Come chiarito   con  circolare  n.  328  del  24  dicembre  1997  (cap. 1.1.2.), infatti,   il   citato   articolo   10,   n.   27-quinquies)  prevede l'esenzione dall'imposta  sul  valore  aggiunto per "le cessioni che hanno per oggetto beni  acquistati  o  importati senza il diritto alla detrazione totale della relativa  imposta  ai  sensi degli articoli 19, 19-bis1 e 19 bis2", vale a dire  con  esclusivo  riferimento  ad  operazioni in cui l'impossibilità di detrarre l'Iva  è  fisiologica,  in quanto dipendente dall'applicazione delle regole strutturali che disciplinano l'istituto della detrazione.

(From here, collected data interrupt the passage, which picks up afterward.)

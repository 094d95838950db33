//! Console logging.

use std::sync::Once;

use tracing::Level;
use tracing::subscriber::set_global_default;
use tracing_subscriber::Registry;
use tracing_subscriber::layer::SubscriberExt;
use wasm_bindgen::prelude::*;

static INIT: Once = Once::new();

/// Parse a level name, falling back to `info` in release builds and `debug`
/// otherwise.
pub(crate) fn parse_level(level: Option<&str>) -> Level {
    let default = if cfg!(debug_assertions) {
        Level::DEBUG
    } else {
        Level::INFO
    };
    level.and_then(|l| l.parse().ok()).unwrap_or(default)
}

/// Route `tracing` output to the browser console.
///
/// Only the first call installs the subscriber; later calls are no-ops.
#[wasm_bindgen(js_name = initLogging)]
pub fn init_logging(level: Option<String>) {
    INIT.call_once(|| {
        let level = parse_level(level.as_deref());
        let wasm_layer = tracing_wasm::WASMLayer::new(
            tracing_wasm::WASMLayerConfigBuilder::new()
                .set_max_level(level)
                .build(),
        );
        let reg = Registry::default().with(wasm_layer);
        let _ = set_global_default(reg);
        tracing::debug!(target: "lineal::js", %level, "logging initialised");
    });
}

#[cfg(test)]
mod tests {
    use super::*;

    #[test]
    fn test_parse_level() {
        assert_eq!(parse_level(Some("trace")), Level::TRACE);
        assert_eq!(parse_level(Some("WARN")), Level::WARN);
        let fallback = parse_level(Some("loud"));
        assert!(fallback == Level::DEBUG || fallback == Level::INFO);
        assert_eq!(parse_level(None), fallback);
    }
}
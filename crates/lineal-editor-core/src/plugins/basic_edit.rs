//! Translates input categories into buffer operations.

use crate::actions::{InputEvent, InputType};
use crate::editor::EditorOps;
use crate::error::EditorError;
use crate::plugin::Plugin;

/// Edit-command plugin: text insertion, backspace and paragraph breaks.
///
/// Every other input category is ignored. The editor has already cancelled
/// the native mutation, so ignored input simply does nothing.
#[derive(Debug, Default)]
pub struct BasicEdit;

impl BasicEdit {
    pub const NAME: &'static str = "basic-edit";

    pub fn new() -> Self {
        Self
    }
}

impl Plugin for BasicEdit {
    fn name(&self) -> &str {
        Self::NAME
    }

    fn before_input(
        &mut self,
        editor: &mut dyn EditorOps,
        event: &InputEvent,
    ) -> Result<bool, EditorError> {
        let Some(selection) = editor.get_selection() else {
            tracing::trace!(target: "lineal::basic_edit", "no selection, ignoring input");
            return Ok(false);
        };
        let (line, col) = (selection.start_line, selection.start_col);

        // The cached selection can lag behind a document replacement.
        let Some(line_len) = editor.line_content(line).map(|l| l.chars().count()) else {
            tracing::warn!(target: "lineal::basic_edit", line, "selection outside document");
            return Ok(false);
        };
        if col > line_len {
            tracing::warn!(target: "lineal::basic_edit", line, col, line_len, "selection past line end");
            return Ok(false);
        }

        match event.input_type {
            InputType::InsertText => {
                let data = event.data.as_deref().unwrap_or_default();
                if data.contains(['\n', '\r']) {
                    tracing::warn!(target: "lineal::basic_edit", "line break in inserted text ignored");
                    return Ok(true);
                }
                editor.insert_text(line, col, data)?;
                editor.set_selection(line, col + data.chars().count(), None)?;
                Ok(true)
            }
            InputType::DeleteContentBackward if col > 0 => {
                editor.remove_text(line, col - 1, line, col)?;
                editor.set_selection(line, col - 1, None)?;
                Ok(true)
            }
            InputType::DeleteContentBackward if line > 0 => {
                let current = editor.line_content(line).unwrap_or_default().to_owned();
                let previous_len = editor
                    .line_content(line - 1)
                    .map_or(0, |l| l.chars().count());
                editor.remove_line(line)?;
                editor.insert_text(line - 1, previous_len, &current)?;
                editor.set_selection(line - 1, previous_len, None)?;
                Ok(true)
            }
            InputType::InsertParagraph => {
                editor.new_line(line)?;
                editor.set_selection(line + 1, 0, None)?;
                Ok(true)
            }
            _ => Ok(false),
        }
    }
}
//! Logical coordinates and DOM points.

/// A `(line, column)` position in the buffer.
#[derive(Clone, Copy, Debug, Default, PartialEq, Eq, Hash)]
pub struct LogicalPosition {
    pub line: usize,
    pub col: usize,
}

impl LogicalPosition {
    pub fn new(line: usize, col: usize) -> Self {
        Self { line, col }
    }
}

/// Logical selection derived from the native selection.
///
/// The start comes from the anchor side and the end from the focus side.
/// No ordering is imposed: the start may come after the end.
#[derive(Clone, Copy, Debug, Default, PartialEq, Eq, Hash)]
pub struct LogicalSelection {
    pub start_line: usize,
    pub start_col: usize,
    pub end_line: usize,
    pub end_col: usize,
}

impl LogicalSelection {
    pub fn new(start: LogicalPosition, end: LogicalPosition) -> Self {
        Self {
            start_line: start.line,
            start_col: start.col,
            end_line: end.line,
            end_col: end.col,
        }
    }

    /// A collapsed selection (caret).
    pub fn caret(line: usize, col: usize) -> Self {
        Self::new(LogicalPosition::new(line, col), LogicalPosition::new(line, col))
    }

    pub fn start(&self) -> LogicalPosition {
        LogicalPosition::new(self.start_line, self.start_col)
    }

    pub fn end(&self) -> LogicalPosition {
        LogicalPosition::new(self.end_line, self.end_col)
    }

    pub fn is_collapsed(&self) -> bool {
        self.start_line == self.end_line && self.start_col == self.end_col
    }
}

/// A native selection endpoint: a node and an offset within it.
///
/// For text nodes the offset is in the surface's native units (UTF-16 in a
/// browser); for elements it is a child index.
#[derive(Clone, Debug, PartialEq, Eq)]
pub struct DomPoint<N> {
    pub node: N,
    pub offset: usize,
}

impl<N> DomPoint<N> {
    pub fn new(node: N, offset: usize) -> Self {
        Self { node, offset }
    }
}
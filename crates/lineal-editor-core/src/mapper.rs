//! DOM position ↔ logical column conversion.
//!
//! Both directions walk the direct children of a line node in order. Text
//! nodes and inline elements carry editable text; everything else (breaks,
//! widgets) is skipped and contributes no columns.

use crate::platform::{DomTree, NodeKind};
use crate::types::DomPoint;

/// Walk up from `node` to the line node that owns it.
///
/// Returns `None` when the walk reaches the editor root or leaves the tree
/// (a node outside the editor, or a detached one).
pub fn owning_line<T: DomTree + ?Sized>(tree: &T, node: &T::Node) -> Option<T::Node> {
    let mut current = node.clone();
    loop {
        if tree.is_line(&current) {
            return Some(current);
        }
        if tree.is_root(&current) {
            return None;
        }
        current = tree.parent(&current)?;
    }
}

/// Index of a line node, counted as previous line-node siblings.
pub fn line_index<T: DomTree + ?Sized>(tree: &T, line: &T::Node) -> usize {
    let mut index = 0;
    let mut current = tree.previous_sibling(line);
    while let Some(node) = current {
        if tree.is_line(&node) {
            index += 1;
        }
        current = tree.previous_sibling(&node);
    }
    index
}

/// Column of the native point `(target, offset)` within `line`.
///
/// Returns 0 when `target` is not inside any content-bearing child, which
/// includes a point on the line node itself.
pub fn column_at<T: DomTree + ?Sized>(
    tree: &T,
    line: &T::Node,
    target: &T::Node,
    offset: usize,
) -> usize {
    let mut pos = 0;
    for child in tree.children(line) {
        if tree.kind(&child) == NodeKind::Other {
            continue;
        }
        if child == *target || tree.contains(&child, target) {
            let column = pos + tree.to_char_offset(target, offset);
            tracing::trace!(target: "lineal::mapper", pos, offset, column, "column_at");
            return column;
        }
        pos += tree.text_len(&child);
    }
    tracing::trace!(target: "lineal::mapper", offset, "column_at: target not in line");
    0
}

/// Native point for column `col` of `line`.
///
/// Ties at a child boundary resolve to the end of the earlier child. Returns
/// `None` when `col` is past the line's editable content; callers fall back
/// to the start of the line.
pub fn position_at<T: DomTree + ?Sized>(
    tree: &T,
    line: &T::Node,
    col: usize,
) -> Option<DomPoint<T::Node>> {
    let mut remaining = col;
    for child in tree.children(line) {
        let text_node = match tree.kind(&child) {
            NodeKind::Text => child,
            NodeKind::Inline => match tree.first_child(&child) {
                Some(inner) => inner,
                None => continue,
            },
            NodeKind::Other => continue,
        };
        let len = tree.text_len(&text_node);
        if remaining > len {
            remaining -= len;
            continue;
        }
        let offset = tree.to_dom_offset(&text_node, remaining);
        return Some(DomPoint::new(text_node, offset));
    }
    tracing::trace!(target: "lineal::mapper", col, "position_at: column past content");
    None
}
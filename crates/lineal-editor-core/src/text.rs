//! Line-oriented text storage.
//!
//! The document is an ordered sequence of lines, none of which contains a
//! line break. Each line carries a `LineId` that stays with it across edits
//! to its content, so rendered line nodes can be matched to buffer lines by
//! identity rather than by position.
//!
//! All columns are in Unicode scalar values (chars), not bytes or UTF-16.

use std::fmt;
use std::str::FromStr;

/// Stable handle for one buffer line.
///
/// Allocated monotonically per buffer and never reused, even after the line
/// is removed or the whole document is replaced.
#[derive(Clone, Copy, Debug, PartialEq, Eq, Hash, PartialOrd, Ord)]
pub struct LineId(u64);

impl LineId {
    /// Rebuild an id from its raw value (e.g. read back from a DOM attribute).
    pub fn from_raw(raw: u64) -> Self {
        Self(raw)
    }

    pub fn get(self) -> u64 {
        self.0
    }
}

impl fmt::Display for LineId {
    fn fmt(&self, f: &mut fmt::Formatter<'_>) -> fmt::Result {
        write!(f, "{}", self.0)
    }
}

impl FromStr for LineId {
    type Err = std::num::ParseIntError;

    fn from_str(s: &str) -> Result<Self, Self::Err> {
        s.parse().map(Self)
    }
}

#[derive(Clone, Debug)]
struct Line {
    id: LineId,
    text: String,
}

/// Ordered, mutable sequence of lines.
///
/// Mutations do not validate their coordinates. Passing a line index or
/// column outside the document is a caller bug and panics, the same way
/// `Vec` and `String` indexing does.
#[derive(Clone, Debug)]
pub struct LineBuffer {
    lines: Vec<Line>,
    next_id: u64,
}

impl Default for LineBuffer {
    fn default() -> Self {
        Self::from_text("")
    }
}

impl LineBuffer {
    /// Create a buffer holding a single empty line.
    pub fn new() -> Self {
        Self::default()
    }

    /// Create a buffer by splitting `text` on `'\n'`.
    pub fn from_text(text: &str) -> Self {
        let mut buffer = Self {
            lines: Vec::new(),
            next_id: 0,
        };
        buffer.set_text(text);
        buffer
    }

    /// Replace the whole document. Every line gets a fresh id.
    pub fn set_text(&mut self, text: &str) {
        let mut lines = Vec::new();
        for line in text.split('\n') {
            let id = self.alloc_id();
            lines.push(Line {
                id,
                text: line.to_owned(),
            });
        }
        self.lines = lines;
    }

    /// The document joined with `'\n'`.
    pub fn text(&self) -> String {
        let mut out = String::new();
        for (i, line) in self.lines.iter().enumerate() {
            if i > 0 {
                out.push('\n');
            }
            out.push_str(&line.text);
        }
        out
    }

    pub fn len_lines(&self) -> usize {
        self.lines.len()
    }

    pub fn is_empty(&self) -> bool {
        self.lines.is_empty()
    }

    /// Content of line `index`, if it exists.
    pub fn line(&self, index: usize) -> Option<&str> {
        self.lines.get(index).map(|l| l.text.as_str())
    }

    /// Id of line `index`, if it exists.
    pub fn line_id(&self, index: usize) -> Option<LineId> {
        self.lines.get(index).map(|l| l.id)
    }

    /// Iterate lines in document order.
    pub fn lines(&self) -> impl Iterator<Item = (LineId, &str)> {
        self.lines.iter().map(|l| (l.id, l.text.as_str()))
    }

    /// Insert `text` into line `line` at column `col`.
    ///
    /// # Panics
    ///
    /// Panics if `line` does not exist or `col` is past the end of the line.
    pub fn insert_text(&mut self, line: usize, col: usize, text: &str) {
        debug_assert!(
            !text.contains(['\n', '\r']),
            "inserted text must not contain line breaks"
        );
        let target = &mut self.lines[line].text;
        let at = char_to_byte(target, col);
        target.insert_str(at, text);
        tracing::debug!(target: "lineal::buffer", line, col, len = text.len(), "insert_text");
    }

    /// Delete columns `[x1, x2)` of line `y1`.
    ///
    /// Only defined for `y1 == y2`. Cross-line ranges are left untouched;
    /// joining lines is composed from `remove_line` and `insert_text`.
    ///
    /// # Panics
    ///
    /// Panics if the line does not exist or the columns are out of range.
    pub fn remove_text(&mut self, y1: usize, x1: usize, y2: usize, x2: usize) {
        if y1 != y2 {
            tracing::warn!(target: "lineal::buffer", y1, y2, "remove_text across lines ignored");
            return;
        }
        let target = &mut self.lines[y1].text;
        let start = char_to_byte(target, x1);
        let end = char_to_byte(target, x2);
        target.replace_range(start..end, "");
        tracing::debug!(target: "lineal::buffer", line = y1, x1, x2, "remove_text");
    }

    /// Delete line `y`. Following lines shift down by one.
    ///
    /// Removing the only line leaves an empty document with no lines.
    ///
    /// # Panics
    ///
    /// Panics if `y` does not exist.
    pub fn remove_line(&mut self, y: usize) {
        let removed = self.lines.remove(y);
        tracing::debug!(target: "lineal::buffer", line = y, id = %removed.id, "remove_line");
    }

    /// Insert an empty line directly after line `y`.
    ///
    /// This is a pure insertion: the content of line `y` is not split.
    ///
    /// # Panics
    ///
    /// Panics if `y` does not exist.
    pub fn new_line(&mut self, y: usize) {
        assert!(y < self.lines.len(), "line {y} out of range");
        let id = self.alloc_id();
        self.lines.insert(
            y + 1,
            Line {
                id,
                text: String::new(),
            },
        );
        tracing::debug!(target: "lineal::buffer", after = y, id = %id, "new_line");
    }

    fn alloc_id(&mut self) -> LineId {
        let id = LineId(self.next_id);
        self.next_id += 1;
        id
    }
}

/// Byte index of char column `col` in `s`.
///
/// # Panics
///
/// Panics if `col` is greater than the char length of `s`.
pub fn char_to_byte(s: &str, col: usize) -> usize {
    match s.char_indices().nth(col) {
        Some((byte, _)) => byte,
        None => {
            let len = s.chars().count();
            assert!(col == len, "column {col} out of range for line of length {len}");
            s.len()
        }
    }
}

/// Convert a UTF-16 code unit offset within `s` into a char offset.
///
/// Offsets inside a surrogate pair round up to the following char. Offsets
/// past the end clamp to the char length.
pub fn utf16_to_char_offset(s: &str, utf16_offset: usize) -> usize {
    let mut units = 0;
    for (i, c) in s.chars().enumerate() {
        if units >= utf16_offset {
            return i;
        }
        units += c.len_utf16();
    }
    s.chars().count()
}

/// Convert a char offset within `s` into a UTF-16 code unit offset.
pub fn char_to_utf16_offset(s: &str, char_offset: usize) -> usize {
    s.chars().take(char_offset).map(char::len_utf16).sum()
}
//! Stylesheet and class names for the mounted editor.
//!
//! Every mount gets its own `<style>` element inside the wrapper, scoped by
//! the `lineal` class so several editors can share a page.

/// Wrapper around gutter and editor.
pub const WRAPPER_CLASS: &str = "lineal container";
pub const GUTTER_CLASS: &str = "gutter";
pub const GUTTER_CONTENT_CLASS: &str = "gutter-content";
pub const EDITOR_CLASS: &str = "editor";
/// Line node class. Line nodes are the only children of the editor element.
pub const LINE_CLASS: &str = "line";
/// Toggled on the editor element for soft wrapping.
pub const WRAP_CLASS: &str = "wrap";

/// Attribute holding the buffer line id of a line node.
pub const LINE_ID_ATTR: &str = "data-line-id";
/// Attribute holding the hex content hash of a line node.
pub const HASH_ATTR: &str = "data-hash";

pub const EDITOR_CSS: &str = r#"
.lineal.container {
  display: flex;
  width: 100%;
  height: 100%;
  background: #eee;
}

.lineal .gutter {
  flex-grow: 0;
  flex-shrink: 0;
  position: relative;
  width: 20px;
  background: #ccc;
  overflow: hidden;
}

.lineal .gutter-content {
  padding: 0;
  padding-right: 5px;
  text-align: right;
  margin: 0;
  width: 15px;
  position: absolute;
}

.lineal .editor {
  padding: 0;
  margin: 0;
  flex-grow: 1;
  outline: 0;
  overflow-x: auto;
  overflow-y: auto;
}

.lineal .editor.wrap {
  word-wrap: break-word;
  white-space: pre-wrap;
  overflow-x: hidden;
  overflow-y: auto;
}

.lineal .hint {
  color: blue;
  display: inline;
  user-select: none;
}

.lineal .line-warning {
  user-select: none;
  padding: 5px;
  margin: 2px;
  font-size: 10px;
  color: white;
  background: red;
  border-radius: 4px;
}
"#;
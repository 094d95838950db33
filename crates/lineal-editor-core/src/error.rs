//! Error types for editor and plugin operations.

use smol_str::SmolStr;
use thiserror::Error;

use crate::editor::EditorId;
use crate::platform::SurfaceError;

/// Errors that can occur while wiring editors and plugins together.
///
/// Buffer operations never return these: out-of-range indices are a caller
/// contract violation and panic instead.
#[derive(Error, Debug)]
#[non_exhaustive]
pub enum EditorError {
    /// A plugin was attached to an editor that is not registered (or was dropped).
    #[error("no owning editor found for {0}")]
    NoOwningEditor(EditorId),

    /// A plugin name was defined twice in the same registry.
    #[error("plugin `{0}` is already registered")]
    DuplicateRegistration(SmolStr),

    /// No factory is registered under this plugin name.
    #[error("unknown plugin `{0}`")]
    UnknownPlugin(SmolStr),

    /// No plugin with this name is attached to the editor.
    #[error("plugin `{0}` is not attached")]
    NotAttached(SmolStr),

    /// The editor is already mutably borrowed (re-entrant call from a handler).
    #[error("editor {0} is busy")]
    Busy(EditorId),

    /// The rendering surface rejected an operation.
    #[error(transparent)]
    Surface(#[from] SurfaceError),
}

Nel caso  in  esame,  invece,  il  legislatore  ha voluto stabilire una "indetraibilità oggettiva",  senza  collocarla  nelle  ipotesi strutturali di cui al  citato  articolo  19-bis1.  Peraltro,  a  voler  ritenere  applicabile l'articolo 10,  n.  27-quinquies),  l'imprenditore  sarebbe  sottoposto  ad un doppio regime  Iva,  con  applicazione,  nel  caso  di successiva cessione del bene, dell'esenzione,  per  i tartufi acquistati da raccoglitori dilettanti od occasionali, e   del   regime   di   imponibilità,   per   gli   acquisti  da imprenditori, con  una  disparità di trattamento delle operazioni di cessione relative al  medesimo  bene  che  non  troverebbe giustificazione nella logica strutturale del tributo.

Si richiama   l'attenzione   sull'ulteriore   obbligo,  di  natura  non fiscale, cui  sono  tenuti  coloro  che commercializzano i tartufi, diretto al controllo della  provenienza  territoriale  degli stessi, a fini di tutela del prodotto nazionale.  Il  comma  109,  del  citato articolo 1 della finanziaria 2005, impone   ai   cessionari  di  comunicare  annualmente  alle  regioni  di appartenenza la  quantità  del  prodotto  acquistato  e  la  sua  provenienza territoriale. Al  momento  della  vendita,  inoltre,  gli stessi soggetti sono tenuti a  certificare  la  provenienza  del  prodotto,  la  data di raccolta e quella di acquisto.